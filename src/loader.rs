use calamine::{Data, Reader, open_workbook_auto};
use std::path::Path;

use crate::cell::{CellAddress, CellValue};
use crate::error::{AppError, Result};
use crate::workbook::{MemoryWorkbook, WorkbookOracle};

/// Extensions accepted by [`load_workbook`].
pub const SUPPORTED_EXTENSIONS: &[&str] = &["xlsm", "xlsx", "xls", "xlsb", "ods"];

/// Open a workbook file as an oracle
///
/// The evaluated value of every non-empty cell of every sheet is read once.
/// Formulas are not re-evaluated: cells hold whatever the authoring
/// application computed when the file was last saved.
///
/// # Arguments
/// * `filepath` - Path to a `.xlsm`, `.xlsx`, `.xls`, `.xlsb` or `.ods` file
///
/// # Examples
/// ```no_run
/// use immofisc::loader::load_workbook;
/// use immofisc::workbook::WorkbookOracle;
///
/// match load_workbook("simulation.xlsm") {
///     Ok(wb) => println!("Loaded {} with sheets {:?}", wb.name(), wb.sheet_names()),
///     Err(e) => eprintln!("Error loading workbook: {}", e),
/// }
/// ```
pub fn load_workbook(filepath: impl AsRef<Path>) -> Result<MemoryWorkbook> {
    let path = filepath.as_ref();
    let extension = path
        .extension()
        .and_then(|ext| ext.to_str())
        .map(|ext| ext.to_lowercase());

    match extension.as_deref() {
        Some(ext) if SUPPORTED_EXTENSIONS.contains(&ext) => from_excel(path),
        _ => Err(AppError::UnsupportedFile(path.to_path_buf())),
    }
}

fn from_excel(path: &Path) -> Result<MemoryWorkbook> {
    let mut source = open_workbook_auto(path)?;
    let name = path
        .file_name()
        .map(|n| n.to_string_lossy().into_owned())
        .unwrap_or_else(|| path.display().to_string());

    let mut workbook = MemoryWorkbook::new(name);
    for sheet_name in source.sheet_names() {
        workbook.add_sheet(&sheet_name);
        let range = source.worksheet_range(&sheet_name)?;
        let (start_row, start_col) = range.start().unwrap_or_default();

        for (r, c, data) in range.cells() {
            let value = convert_value(data);
            if value.is_empty() {
                continue;
            }
            let address = CellAddress::new(start_row + r as u32 + 1, start_col + c as u32 + 1);
            workbook.put_at(&sheet_name, address, value);
        }
    }

    log::info!(
        "loaded workbook {} ({} sheets)",
        path.display(),
        workbook.sheet_names().len()
    );
    Ok(workbook)
}

fn convert_value(data: &Data) -> CellValue {
    match data {
        Data::Empty => CellValue::Empty,
        Data::Int(i) => CellValue::Number(*i as f64),
        Data::Float(f) => CellValue::Number(*f),
        Data::Bool(b) => CellValue::Bool(*b),
        Data::String(s) => CellValue::Text(s.clone()),
        Data::DateTime(dt) => CellValue::Number(dt.as_f64()),
        Data::DateTimeIso(s) | Data::DurationIso(s) => CellValue::Text(s.clone()),
        Data::Error(e) => CellValue::Text(e.to_string()),
    }
}

#[cfg(test)]
mod tests {
    use super::*;

    #[test]
    fn rejects_unknown_extensions() {
        assert!(matches!(
            load_workbook("notes.txt"),
            Err(AppError::UnsupportedFile(_))
        ));
        assert!(matches!(
            load_workbook("no_extension"),
            Err(AppError::UnsupportedFile(_))
        ));
    }

    #[test]
    fn converts_calamine_values() {
        assert_eq!(convert_value(&Data::Int(3)), CellValue::Number(3.0));
        assert_eq!(convert_value(&Data::String("NON".into())), CellValue::from("NON"));
        assert_eq!(convert_value(&Data::Empty), CellValue::Empty);
    }
}
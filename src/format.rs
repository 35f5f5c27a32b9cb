//! Display formatting for workbook figures.
//!
//! Numbers are rounded to the nearest integer with [`f64::round`], which
//! rounds halves away from zero (`2.5 -> 3`, `-2.5 -> -3`), then grouped by
//! three digits with a single plain space: `1234567.4 -> "1 234 567"`.

use serde::{Deserialize, Serialize};
use std::fmt;

use crate::cell::CellValue;

/// Rendered in place of a figure the workbook cannot provide.
pub const PLACEHOLDER: &str = "-";

/// Unit attached to an input field.
#[derive(Clone, Copy, Debug, PartialEq, Eq, Serialize, Deserialize)]
pub enum Unit {
    Euro,
    Years,
    Percent,
    YesNo,
}

impl Unit {
    pub fn suffix(&self) -> &'static str {
        match self {
            Unit::Euro => "€",
            Unit::Years => "ans",
            Unit::Percent => "%",
            Unit::YesNo => "OUI/NON",
        }
    }
}

impl fmt::Display for Unit {
    fn fmt(&self, f: &mut fmt::Formatter<'_>) -> fmt::Result {
        f.write_str(self.suffix())
    }
}

/// Formats a cell value for display. Never panics.
///
/// * the placeholder `-` is passed through,
/// * empty cells and empty text render as `0`,
/// * numbers and numeric text are rounded and grouped,
/// * anything else falls back to its plain string form.
pub fn format_number(value: &CellValue) -> String {
    match value {
        CellValue::Text(s) if s == PLACEHOLDER => PLACEHOLDER.to_string(),
        CellValue::Empty => "0".to_string(),
        CellValue::Text(s) if s.is_empty() => "0".to_string(),
        CellValue::Number(n) => format_f64(*n),
        CellValue::Text(s) => match s.trim().parse::<f64>() {
            Ok(n) if n.is_finite() => format_f64(n),
            _ => s.clone(),
        },
        CellValue::Bool(_) => value.to_string(),
    }
}

/// Rounds and groups a number; non-finite values fall back to `to_string`.
pub fn format_f64(n: f64) -> String {
    if !n.is_finite() {
        return n.to_string();
    }
    let rounded = n.round();
    let grouped = group_digits(&format!("{:.0}", rounded.abs()));
    if rounded < 0.0 {
        format!("-{}", grouped)
    } else {
        grouped
    }
}

/// Formats a figure followed by its unit, e.g. `250 000 €` or `20 ans`.
/// Yes/no fields are passed through as-is.
pub fn with_unit(value: &CellValue, unit: Unit) -> String {
    match unit {
        Unit::YesNo => value.to_string(),
        _ => format!("{} {}", format_number(value), unit.suffix()),
    }
}

/// Currency cell of the history file: grouped, no suffix, `0` when unusable.
pub fn format_currency(value: f64) -> String {
    if value.is_finite() {
        format_f64(value)
    } else {
        "0".to_string()
    }
}

fn group_digits(digits: &str) -> String {
    let len = digits.len();
    let mut out = String::with_capacity(len + len / 3);
    for (i, ch) in digits.chars().enumerate() {
        if i > 0 && (len - i) % 3 == 0 {
            out.push(' ');
        }
        out.push(ch);
    }
    out
}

» **WHAT THE TASK REQUIRES**
Counting only lines that hold "Deserialize", state how many appear in the records, and give nothing but the number.

» **FINISHED TASK**
2